The Congress may want to consider a dual approach in dealing with the issues at hand. Child welfare laws operate by regulating the care-givers. Child abuse reporting laws, for example, require health, school, and social service personnel to report suspected child abuse. If such laws were to define “suspected child abuse” to include enrollment of foster children in Type I and Type II clinical trials, in violation of the protections afforded by 45 CFR 46.409 and 21 CFR 50.56), there would be many more eyes watching to protect children from overreaching biomedical researchers who, history has shown, have abused their authority to exploit children in foster care.

  • Were there violations of the provisions of the Adoption and Safe Families Act and/or related child welfare legislation by officials of the foster care agencies that permitted enrollment of foster children in Phase I and Phase II clinical trials?
  • Should not the supervising foster parents and/or social workers have reported suspected child abuse in these high risk, Phase I and Phase II clinical trials of experimental drugs and vaccines?
  • What training, if any, is provided to supervising foster parents and/or social workers about the conditions that must be satisfied by reference to 45 CFR 46.409 and 21 CFR 50.56 in order to justify enrollment of foster children in ANY biomedical research involving greater than minimal risk?
  • Is there a need for new federal legislation that would amend the Adoption and Safe Families Act and/or 45 CFR 46.409 and 21 CFR 50.56 to expressly define children in foster care a “protected class,” whose enrollment in ANY biomedical research would trigger appointment of an independent research ombudsman under the supervision of the juvenile or family court that remanded the foster child into state custody?

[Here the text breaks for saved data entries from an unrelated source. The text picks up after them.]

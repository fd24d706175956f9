//! Conversion of a parsed network file into a validated `Network`.

use std::collections::HashSet;

use afn_core::{pressure_to_pascal, temperature_to_celsius};
use afn_elements::{
    ContamXPowerLaw, Duct, Element, ElementResult, PowerLaw, ReferenceConditions, SimpleOpening,
};
use afn_graph::{FlowResult, GraphError, LinkSpec, LoadReport, Network, NetworkBuilder, NodeKind, NodeSpec};
use afn_props::AirProperties;
use afn_transport::{Filter, LinkFilters};

use crate::ProjectResult;
use crate::schema::{ElementDef, ElementKindDef, FlowResultDef, LinkFlowDef, NetworkFile, NodeDef, StateDef};

/// Initial concentrations of one contaminant, indexed by node index.
#[derive(Debug, Clone, PartialEq)]
pub struct Contaminant {
    pub name: String,
    pub initial: Vec<f64>,
}

/// Everything a network file describes, resolved against the built network.
#[derive(Debug)]
pub struct Project {
    pub network: Network,
    pub filters: LinkFilters,
    pub contaminants: Vec<Contaminant>,
}

impl Project {
    pub fn contaminant(&self, name: &str) -> Option<&Contaminant> {
        self.contaminants.iter().find(|c| c.name == name)
    }
}

/// Read a temperature/pressure/humidity triple, reporting bad units.
fn convert_state(def: Option<&StateDef>, owner: &str, report: &mut LoadReport) -> ReferenceConditions {
    let mut conditions = ReferenceConditions::default();
    let Some(def) = def else {
        return conditions;
    };
    if let Some(t) = &def.temperature {
        match temperature_to_celsius(t.value, &t.unit) {
            Ok(v) => conditions.temperature = v,
            Err(e) => report.error(format!("{owner}: {e}")),
        }
    }
    if let Some(p) = &def.pressure {
        match pressure_to_pascal(p.value, &p.unit) {
            Ok(v) => conditions.pressure = v,
            Err(e) => report.error(format!("{owner}: {e}")),
        }
    }
    if let Some(w) = def.humidity_ratio {
        conditions.humidity_ratio = w;
    }
    conditions
}

fn convert_element(def: &ElementDef, props: &dyn AirProperties, report: &mut LoadReport) -> Option<Element> {
    let owner = format!("Element \"{}\"", def.id);
    let id = def.id.clone();
    let built: ElementResult<Element> = match &def.kind {
        ElementKindDef::PowerLaw {
            coefficient,
            exponent,
            laminar_coefficient,
            reference,
        } => {
            let reference = convert_state(reference.as_ref(), &owner, report);
            let crack = PowerLaw::with_reference(id, *coefficient, *exponent, reference, props);
            Ok(match laminar_coefficient {
                Some(cl) => crack.with_laminar_coefficient(*cl),
                None => crack,
            }
            .into())
        }
        ElementKindDef::Duct {
            length,
            diameter,
            roughness,
            losses,
        } => Duct::new(id, *length, *diameter, *roughness).map(|duct| {
            match losses {
                Some(l) => duct.with_loss_coefficients(l.laminar_dynamic, l.laminar_friction, l.turbulent_dynamic),
                None => duct,
            }
            .into()
        }),
        ElementKindDef::SimpleOpening {
            height,
            width,
            discharge_coefficient,
            min_density_difference,
            coefficient,
            exponent,
            reference,
        } => {
            let reference = convert_state(reference.as_ref(), &owner, report);
            SimpleOpening::new(
                id,
                *height,
                *width,
                *discharge_coefficient,
                *min_density_difference,
                *coefficient,
                *exponent,
                reference,
                props,
            )
            .map(Element::from)
        }
        ElementKindDef::ContamXPowerLaw {
            coefficient,
            exponent,
            laminar_coefficient,
        } => {
            let element = ContamXPowerLaw::new(id, *coefficient, *exponent, props);
            Ok(match laminar_coefficient {
                Some(cl) => element.with_laminar_coefficient(*cl),
                None => element,
            }
            .into())
        }
    };
    match built {
        Ok(element) => Some(element),
        Err(e) => {
            report.error(format!("{owner}: {e}"));
            None
        }
    }
}

fn convert_node(def: &NodeDef, report: &mut LoadReport) -> NodeSpec {
    let kind = NodeKind::parse(&def.pressure_handling).unwrap_or_else(|| {
        report.warning(format!(
            "Node \"{}\" has unknown pressure handling \"{}\", using simulated",
            def.id, def.pressure_handling
        ));
        NodeKind::Simulated
    });
    let state = convert_state(def.state.as_ref(), &format!("Node \"{}\"", def.id), report);
    NodeSpec::new(def.id.clone(), kind)
        .height(def.height)
        .pressure(def.pressure)
        .volume(def.volume)
        .temperature(state.temperature)
        .barometric_pressure(state.pressure)
        .humidity_ratio(state.humidity_ratio)
}

/// Build the network, filters and contaminants of a parsed file.
///
/// Every problem found is returned together in a `GraphError::Load` report.
pub fn build_project(file: &NetworkFile) -> ProjectResult<Project> {
    let mut builder = NetworkBuilder::new(file.properties);

    let props = file.properties;
    for def in &file.elements {
        if let Some(element) = convert_element(def, &props, builder.report_mut()) {
            builder.add_element(element);
        }
    }
    for def in &file.nodes {
        let spec = convert_node(def, builder.report_mut());
        builder.add_node(spec);
    }
    for def in &file.links {
        let [end0, end1] = &def.nodes;
        builder.add_link(
            LinkSpec::new(def.id.clone(), def.element.clone(), end0.node.clone(), end1.node.clone())
                .heights(end0.height, end1.height)
                .multiplier(def.multiplier)
                .control(def.control)
                .added_pressure(def.added_pressure),
        );
    }

    let link_names: HashSet<&str> = file.links.iter().map(|l| l.id.as_str()).collect();
    let node_names: HashSet<&str> = file.nodes.iter().map(|n| n.id.as_str()).collect();
    let report = builder.report_mut();

    let mut pending_filters = Vec::new();
    for (count, def) in file.filters.iter().enumerate() {
        if !link_names.contains(def.link.as_str()) {
            report.error(format!(
                "Filter #{} references nonexistent link \"{}\"",
                count + 1,
                def.link
            ));
            continue;
        }
        match Filter::with_control(def.efficiency, def.control) {
            Ok(filter) => pending_filters.push((def.link.as_str(), def.contaminant.as_str(), filter)),
            Err(e) => report.error(format!("Filter #{} on link \"{}\": {e}", count + 1, def.link)),
        }
    }
    for def in &file.contaminants {
        for node in def.initial.keys() {
            if !node_names.contains(node.as_str()) {
                report.error(format!(
                    "Contaminant \"{}\" sets nonexistent node \"{node}\"",
                    def.id
                ));
            }
        }
    }

    let network = builder.build()?;

    let mut filters = LinkFilters::new();
    for (link, contaminant, filter) in pending_filters {
        filters.attach(network.link_id(link)?, contaminant, filter);
    }
    let mut contaminants = Vec::with_capacity(file.contaminants.len());
    for def in &file.contaminants {
        let mut initial = vec![def.default; network.nodes().len()];
        for (node, value) in &def.initial {
            initial[network.node_id(node)?.index()] = *value;
        }
        contaminants.push(Contaminant {
            name: def.id.clone(),
            initial,
        });
    }

    Ok(Project {
        network,
        filters,
        contaminants,
    })
}

/// Resolve parsed flow results against a network, batching unknown links.
pub fn resolve_flow_results(defs: &[FlowResultDef], network: &Network) -> ProjectResult<Vec<FlowResult>> {
    let mut report = LoadReport::default();
    let results = defs
        .iter()
        .map(|def| {
            FlowResult::from_named(
                network,
                def.time,
                def.flows.iter().map(|f| (f.link.as_str(), f.flow)),
                &mut report,
            )
        })
        .collect();
    if report.has_errors() {
        return Err(GraphError::Load(report).into());
    }
    Ok(results)
}

/// Snapshot of the network's current link flows.
pub fn flow_result_def(network: &Network, time: i64) -> FlowResultDef {
    FlowResultDef {
        time,
        flows: network
            .links()
            .iter()
            .map(|link| LinkFlowDef {
                link: link.name().to_string(),
                flow: link.flow,
            })
            .collect(),
    }
}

Finally, if, as we argue, the courts have ultimate jurisdiction and responsibility for what happens to children whom the courts remand to the protective custody of state and private, non-profit foster care agencies, then the Congress might wish to consider amending the existing requirement for the appointment of a child advocate by the IRB pursuant to 45 CFR 46.4.09 and 21 CFR 50.56 to require instead that the child advocate be appointed by and be held accountable to the court of original jurisdiction for foster children who may be subjected to biomedical research involving greater than minimal risk. The courts, we believe, are the last recourse that foster children have to protect them from the predatory practices of those who would exploit and take advantage of their vulnerability. We should remind ourselves that the measure of a society is how it treats its most vulnerable citizens.

Vera Hassner Sharav, President, AHRP

John H. Noble, Jr, PhD, Treasurer

David Cohen, PhD, Secretary



The invited panel of witnesses to the hearing are:

Panel: Alan Fleischman, M.D., Senior Advisor, The New York Academy of Medicine, New York, New York Roberta Harris, Deputy Secretary, Wisconsin Department of Health and Family Services, Madison, Wisconsin Marjorie Speers, Ph.D., Executive Director, Association for the Accreditation of Human Research Protection Programs, Inc. Moira Szilagyi, M.D., Ph.D., Fellow of the American Academy of Pediatrics, on behalf of the American Academy of Pediatrics

Not a single invited witness remotely represents the interest of the children who were targeted and used as human guinea pigs to test experimental AIDS drugs and vaccines!

Not a single invited witness represents the concern of the African-American and Latino community whose children were targeted.

Not a single invited witness represents any of the child welfare agencies or rsearch institutions that are under federal investigation for their role in the enrollment of these children.